§ WHAT IS BEING ASKED
Every line below that contains "known" is to be copied.

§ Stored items
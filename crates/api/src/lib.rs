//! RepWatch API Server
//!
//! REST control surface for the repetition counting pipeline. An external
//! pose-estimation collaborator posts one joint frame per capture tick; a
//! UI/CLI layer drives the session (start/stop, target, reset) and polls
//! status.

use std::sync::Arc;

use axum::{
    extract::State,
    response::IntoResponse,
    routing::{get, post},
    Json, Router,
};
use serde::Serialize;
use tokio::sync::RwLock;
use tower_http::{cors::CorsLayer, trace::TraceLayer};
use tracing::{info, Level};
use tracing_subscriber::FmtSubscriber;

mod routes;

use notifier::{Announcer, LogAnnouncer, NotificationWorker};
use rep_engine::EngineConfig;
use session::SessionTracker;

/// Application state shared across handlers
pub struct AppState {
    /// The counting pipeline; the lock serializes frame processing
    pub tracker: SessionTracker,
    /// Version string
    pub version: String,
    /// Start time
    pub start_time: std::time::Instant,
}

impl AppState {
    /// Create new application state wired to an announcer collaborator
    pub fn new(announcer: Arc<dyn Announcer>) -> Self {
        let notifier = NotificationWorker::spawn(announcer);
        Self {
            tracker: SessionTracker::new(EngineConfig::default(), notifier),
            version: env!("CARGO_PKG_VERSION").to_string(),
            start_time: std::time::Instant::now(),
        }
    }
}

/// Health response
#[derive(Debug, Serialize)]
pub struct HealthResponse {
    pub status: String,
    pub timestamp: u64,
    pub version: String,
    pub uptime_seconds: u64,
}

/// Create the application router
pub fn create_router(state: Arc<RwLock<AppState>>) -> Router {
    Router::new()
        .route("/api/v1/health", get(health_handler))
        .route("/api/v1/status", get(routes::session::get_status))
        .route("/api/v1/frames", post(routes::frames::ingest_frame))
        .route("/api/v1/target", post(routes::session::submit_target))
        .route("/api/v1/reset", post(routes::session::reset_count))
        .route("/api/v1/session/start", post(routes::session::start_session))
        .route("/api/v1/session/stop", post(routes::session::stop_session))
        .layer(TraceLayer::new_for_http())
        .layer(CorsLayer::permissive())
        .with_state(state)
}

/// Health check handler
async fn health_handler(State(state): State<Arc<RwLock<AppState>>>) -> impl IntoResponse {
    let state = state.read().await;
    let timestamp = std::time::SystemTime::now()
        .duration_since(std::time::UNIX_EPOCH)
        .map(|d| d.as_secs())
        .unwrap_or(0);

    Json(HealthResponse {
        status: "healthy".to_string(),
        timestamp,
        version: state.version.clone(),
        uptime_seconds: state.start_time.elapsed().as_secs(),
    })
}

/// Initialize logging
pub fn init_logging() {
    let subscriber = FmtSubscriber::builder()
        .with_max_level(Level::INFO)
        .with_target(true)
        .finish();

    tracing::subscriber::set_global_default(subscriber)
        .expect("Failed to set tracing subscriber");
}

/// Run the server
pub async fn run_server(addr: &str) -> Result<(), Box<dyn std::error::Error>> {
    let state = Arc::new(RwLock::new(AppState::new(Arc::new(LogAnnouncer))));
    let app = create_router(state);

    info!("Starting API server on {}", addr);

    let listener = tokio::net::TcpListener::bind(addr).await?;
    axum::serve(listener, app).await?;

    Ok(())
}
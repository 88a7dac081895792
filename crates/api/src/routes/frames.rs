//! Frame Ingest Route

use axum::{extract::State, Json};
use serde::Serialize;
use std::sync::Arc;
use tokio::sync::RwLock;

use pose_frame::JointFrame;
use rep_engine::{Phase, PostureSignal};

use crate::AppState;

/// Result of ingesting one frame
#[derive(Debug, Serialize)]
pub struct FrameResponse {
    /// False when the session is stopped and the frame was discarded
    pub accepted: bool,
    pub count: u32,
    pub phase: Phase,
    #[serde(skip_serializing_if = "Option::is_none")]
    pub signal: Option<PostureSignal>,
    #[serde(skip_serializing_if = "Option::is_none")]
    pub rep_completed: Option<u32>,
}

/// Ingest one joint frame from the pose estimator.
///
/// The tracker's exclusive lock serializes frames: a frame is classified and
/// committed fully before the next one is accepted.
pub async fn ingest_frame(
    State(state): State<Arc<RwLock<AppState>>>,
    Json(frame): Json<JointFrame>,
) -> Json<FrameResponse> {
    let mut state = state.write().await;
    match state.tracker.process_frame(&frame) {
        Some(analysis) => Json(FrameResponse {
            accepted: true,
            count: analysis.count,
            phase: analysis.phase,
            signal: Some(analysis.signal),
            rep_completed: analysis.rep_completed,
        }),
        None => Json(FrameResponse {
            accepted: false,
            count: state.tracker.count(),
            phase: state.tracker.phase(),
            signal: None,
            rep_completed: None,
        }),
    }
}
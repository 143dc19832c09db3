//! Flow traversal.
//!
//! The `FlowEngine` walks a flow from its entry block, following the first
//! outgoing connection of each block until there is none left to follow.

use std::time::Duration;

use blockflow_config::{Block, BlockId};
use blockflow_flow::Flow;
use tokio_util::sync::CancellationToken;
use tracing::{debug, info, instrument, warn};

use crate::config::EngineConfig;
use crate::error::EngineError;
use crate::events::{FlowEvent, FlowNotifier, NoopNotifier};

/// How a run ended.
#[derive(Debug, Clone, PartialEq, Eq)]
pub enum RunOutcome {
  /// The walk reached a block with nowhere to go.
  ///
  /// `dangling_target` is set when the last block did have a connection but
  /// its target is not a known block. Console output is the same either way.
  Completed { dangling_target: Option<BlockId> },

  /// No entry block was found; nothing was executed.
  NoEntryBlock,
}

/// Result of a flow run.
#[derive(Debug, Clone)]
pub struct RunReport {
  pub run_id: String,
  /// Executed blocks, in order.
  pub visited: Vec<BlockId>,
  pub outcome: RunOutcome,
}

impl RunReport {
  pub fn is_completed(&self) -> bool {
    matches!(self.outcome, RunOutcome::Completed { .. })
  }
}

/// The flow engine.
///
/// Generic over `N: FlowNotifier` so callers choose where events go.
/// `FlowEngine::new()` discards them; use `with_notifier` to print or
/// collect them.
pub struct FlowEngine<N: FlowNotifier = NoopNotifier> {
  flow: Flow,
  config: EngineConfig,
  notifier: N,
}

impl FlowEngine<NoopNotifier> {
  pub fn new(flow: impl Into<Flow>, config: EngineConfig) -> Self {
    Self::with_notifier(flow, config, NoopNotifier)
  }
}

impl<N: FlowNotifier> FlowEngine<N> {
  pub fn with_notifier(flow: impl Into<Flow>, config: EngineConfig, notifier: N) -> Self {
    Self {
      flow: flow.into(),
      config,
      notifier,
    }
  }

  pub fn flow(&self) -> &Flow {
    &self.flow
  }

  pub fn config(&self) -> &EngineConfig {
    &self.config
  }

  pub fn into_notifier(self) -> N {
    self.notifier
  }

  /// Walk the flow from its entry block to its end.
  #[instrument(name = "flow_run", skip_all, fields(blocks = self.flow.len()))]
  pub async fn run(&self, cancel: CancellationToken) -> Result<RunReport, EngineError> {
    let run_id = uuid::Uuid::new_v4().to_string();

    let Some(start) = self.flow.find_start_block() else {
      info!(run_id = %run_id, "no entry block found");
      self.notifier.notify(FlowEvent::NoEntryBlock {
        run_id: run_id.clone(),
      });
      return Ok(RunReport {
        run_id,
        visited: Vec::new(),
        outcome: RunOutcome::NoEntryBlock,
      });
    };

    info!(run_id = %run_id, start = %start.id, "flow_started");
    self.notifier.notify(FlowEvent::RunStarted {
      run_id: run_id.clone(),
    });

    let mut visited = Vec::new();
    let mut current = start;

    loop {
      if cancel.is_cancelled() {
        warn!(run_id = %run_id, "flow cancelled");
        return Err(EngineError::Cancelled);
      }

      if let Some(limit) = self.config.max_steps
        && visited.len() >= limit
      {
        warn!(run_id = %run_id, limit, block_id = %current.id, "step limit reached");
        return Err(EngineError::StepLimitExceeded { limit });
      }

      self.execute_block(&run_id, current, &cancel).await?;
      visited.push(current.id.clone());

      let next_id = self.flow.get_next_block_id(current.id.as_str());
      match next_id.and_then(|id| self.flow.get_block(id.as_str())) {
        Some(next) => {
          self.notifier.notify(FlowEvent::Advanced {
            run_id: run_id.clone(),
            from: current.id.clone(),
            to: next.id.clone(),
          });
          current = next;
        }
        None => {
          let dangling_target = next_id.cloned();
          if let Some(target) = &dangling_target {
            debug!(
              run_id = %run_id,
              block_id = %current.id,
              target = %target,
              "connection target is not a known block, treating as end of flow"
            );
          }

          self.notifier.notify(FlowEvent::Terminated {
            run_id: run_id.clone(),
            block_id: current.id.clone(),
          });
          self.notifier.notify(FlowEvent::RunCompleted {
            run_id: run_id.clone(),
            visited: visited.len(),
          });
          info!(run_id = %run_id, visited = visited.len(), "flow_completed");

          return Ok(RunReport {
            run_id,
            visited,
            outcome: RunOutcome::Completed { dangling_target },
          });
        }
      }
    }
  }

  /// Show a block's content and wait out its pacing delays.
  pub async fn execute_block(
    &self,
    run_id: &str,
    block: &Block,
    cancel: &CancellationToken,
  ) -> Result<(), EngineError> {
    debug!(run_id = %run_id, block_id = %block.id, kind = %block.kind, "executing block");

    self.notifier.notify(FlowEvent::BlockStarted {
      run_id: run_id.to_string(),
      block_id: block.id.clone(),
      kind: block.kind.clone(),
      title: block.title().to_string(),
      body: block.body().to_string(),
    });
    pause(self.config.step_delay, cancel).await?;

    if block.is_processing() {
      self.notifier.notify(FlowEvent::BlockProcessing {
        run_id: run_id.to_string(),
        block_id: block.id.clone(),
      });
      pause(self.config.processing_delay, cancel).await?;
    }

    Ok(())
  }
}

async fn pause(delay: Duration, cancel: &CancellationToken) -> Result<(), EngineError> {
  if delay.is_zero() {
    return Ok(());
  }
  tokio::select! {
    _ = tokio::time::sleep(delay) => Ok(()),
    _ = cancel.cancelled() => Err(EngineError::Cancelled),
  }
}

* * *

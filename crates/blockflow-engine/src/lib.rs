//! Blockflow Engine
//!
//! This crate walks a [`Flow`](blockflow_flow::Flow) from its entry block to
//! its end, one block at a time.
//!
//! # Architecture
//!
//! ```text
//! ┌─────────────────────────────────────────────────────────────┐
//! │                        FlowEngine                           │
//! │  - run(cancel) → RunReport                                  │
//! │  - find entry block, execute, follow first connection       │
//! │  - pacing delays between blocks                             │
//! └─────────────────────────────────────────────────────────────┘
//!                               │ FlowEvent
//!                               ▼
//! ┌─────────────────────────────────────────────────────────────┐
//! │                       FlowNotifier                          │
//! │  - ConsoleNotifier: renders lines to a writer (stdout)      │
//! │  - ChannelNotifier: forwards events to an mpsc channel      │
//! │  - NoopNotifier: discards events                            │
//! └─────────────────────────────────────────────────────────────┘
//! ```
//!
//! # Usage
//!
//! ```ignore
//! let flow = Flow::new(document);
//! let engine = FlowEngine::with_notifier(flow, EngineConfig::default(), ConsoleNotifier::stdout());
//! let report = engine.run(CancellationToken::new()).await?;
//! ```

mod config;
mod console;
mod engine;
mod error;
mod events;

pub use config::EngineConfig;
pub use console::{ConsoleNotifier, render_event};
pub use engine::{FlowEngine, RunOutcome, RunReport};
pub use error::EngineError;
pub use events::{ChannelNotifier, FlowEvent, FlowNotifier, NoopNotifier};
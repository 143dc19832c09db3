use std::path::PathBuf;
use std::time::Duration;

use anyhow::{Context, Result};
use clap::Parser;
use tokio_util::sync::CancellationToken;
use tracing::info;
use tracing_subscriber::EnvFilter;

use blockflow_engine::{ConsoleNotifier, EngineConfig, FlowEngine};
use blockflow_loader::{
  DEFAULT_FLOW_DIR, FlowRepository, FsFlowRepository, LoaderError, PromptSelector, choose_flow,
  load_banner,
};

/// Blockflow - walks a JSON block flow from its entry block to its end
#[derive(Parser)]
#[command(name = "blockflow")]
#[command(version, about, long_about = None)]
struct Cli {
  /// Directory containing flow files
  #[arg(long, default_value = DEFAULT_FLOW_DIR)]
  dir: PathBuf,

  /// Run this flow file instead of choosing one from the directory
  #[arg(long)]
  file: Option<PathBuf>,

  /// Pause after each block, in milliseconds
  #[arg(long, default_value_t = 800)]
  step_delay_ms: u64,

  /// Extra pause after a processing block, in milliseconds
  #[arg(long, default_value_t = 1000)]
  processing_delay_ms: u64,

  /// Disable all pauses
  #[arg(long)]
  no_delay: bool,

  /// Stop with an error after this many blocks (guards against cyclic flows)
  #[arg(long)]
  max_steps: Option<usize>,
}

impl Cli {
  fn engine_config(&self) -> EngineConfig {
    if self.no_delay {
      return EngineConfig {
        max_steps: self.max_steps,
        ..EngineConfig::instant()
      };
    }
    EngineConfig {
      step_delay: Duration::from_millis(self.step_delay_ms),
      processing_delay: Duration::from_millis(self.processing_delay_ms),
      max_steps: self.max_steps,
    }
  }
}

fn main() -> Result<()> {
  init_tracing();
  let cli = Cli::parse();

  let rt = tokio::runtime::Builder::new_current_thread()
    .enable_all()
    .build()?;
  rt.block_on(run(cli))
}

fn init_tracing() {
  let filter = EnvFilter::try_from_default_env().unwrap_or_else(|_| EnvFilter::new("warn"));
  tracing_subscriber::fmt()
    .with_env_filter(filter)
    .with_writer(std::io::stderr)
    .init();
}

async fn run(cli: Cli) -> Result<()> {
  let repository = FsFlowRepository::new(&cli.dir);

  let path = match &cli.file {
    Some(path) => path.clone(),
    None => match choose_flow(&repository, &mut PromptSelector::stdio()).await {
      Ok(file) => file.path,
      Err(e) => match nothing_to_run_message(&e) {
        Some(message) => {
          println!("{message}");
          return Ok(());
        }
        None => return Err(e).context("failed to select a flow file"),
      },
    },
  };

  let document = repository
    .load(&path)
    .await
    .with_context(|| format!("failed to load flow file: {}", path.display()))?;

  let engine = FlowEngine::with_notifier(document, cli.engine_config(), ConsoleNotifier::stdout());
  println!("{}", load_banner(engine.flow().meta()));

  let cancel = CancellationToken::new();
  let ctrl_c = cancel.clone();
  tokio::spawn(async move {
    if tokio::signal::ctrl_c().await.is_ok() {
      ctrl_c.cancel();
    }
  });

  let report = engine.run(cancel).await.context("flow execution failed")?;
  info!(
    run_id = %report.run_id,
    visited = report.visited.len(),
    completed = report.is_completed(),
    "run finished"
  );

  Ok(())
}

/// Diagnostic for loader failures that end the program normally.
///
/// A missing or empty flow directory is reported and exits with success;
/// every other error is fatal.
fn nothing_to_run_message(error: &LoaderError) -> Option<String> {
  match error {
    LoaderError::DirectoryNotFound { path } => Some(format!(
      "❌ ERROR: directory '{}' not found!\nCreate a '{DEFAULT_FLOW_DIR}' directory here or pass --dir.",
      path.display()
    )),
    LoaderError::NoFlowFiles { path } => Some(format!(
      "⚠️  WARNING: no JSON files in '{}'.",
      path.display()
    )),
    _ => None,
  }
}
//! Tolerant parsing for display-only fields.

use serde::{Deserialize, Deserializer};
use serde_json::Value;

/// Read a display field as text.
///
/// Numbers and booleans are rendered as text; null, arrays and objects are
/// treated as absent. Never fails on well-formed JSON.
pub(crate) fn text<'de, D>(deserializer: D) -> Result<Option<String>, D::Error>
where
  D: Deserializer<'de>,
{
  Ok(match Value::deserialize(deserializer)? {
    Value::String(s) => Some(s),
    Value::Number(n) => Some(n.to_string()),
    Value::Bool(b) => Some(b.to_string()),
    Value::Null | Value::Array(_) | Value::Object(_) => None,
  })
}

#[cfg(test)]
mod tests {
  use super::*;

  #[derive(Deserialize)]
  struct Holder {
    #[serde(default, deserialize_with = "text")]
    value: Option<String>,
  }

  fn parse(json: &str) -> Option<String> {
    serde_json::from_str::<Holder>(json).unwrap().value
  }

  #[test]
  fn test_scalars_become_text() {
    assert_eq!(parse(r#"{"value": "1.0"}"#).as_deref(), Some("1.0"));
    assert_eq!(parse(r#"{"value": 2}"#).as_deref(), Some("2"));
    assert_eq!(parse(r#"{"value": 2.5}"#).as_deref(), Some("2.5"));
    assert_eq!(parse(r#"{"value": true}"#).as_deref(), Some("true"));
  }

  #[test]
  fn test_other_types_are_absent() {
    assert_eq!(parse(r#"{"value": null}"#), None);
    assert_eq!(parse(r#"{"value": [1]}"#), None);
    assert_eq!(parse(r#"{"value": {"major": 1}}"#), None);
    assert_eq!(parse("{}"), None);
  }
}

§ ANSWER BOX
  /// its target is not a known block. Console output is the same either way.
              "connection target is not a known block, treating as end of flow"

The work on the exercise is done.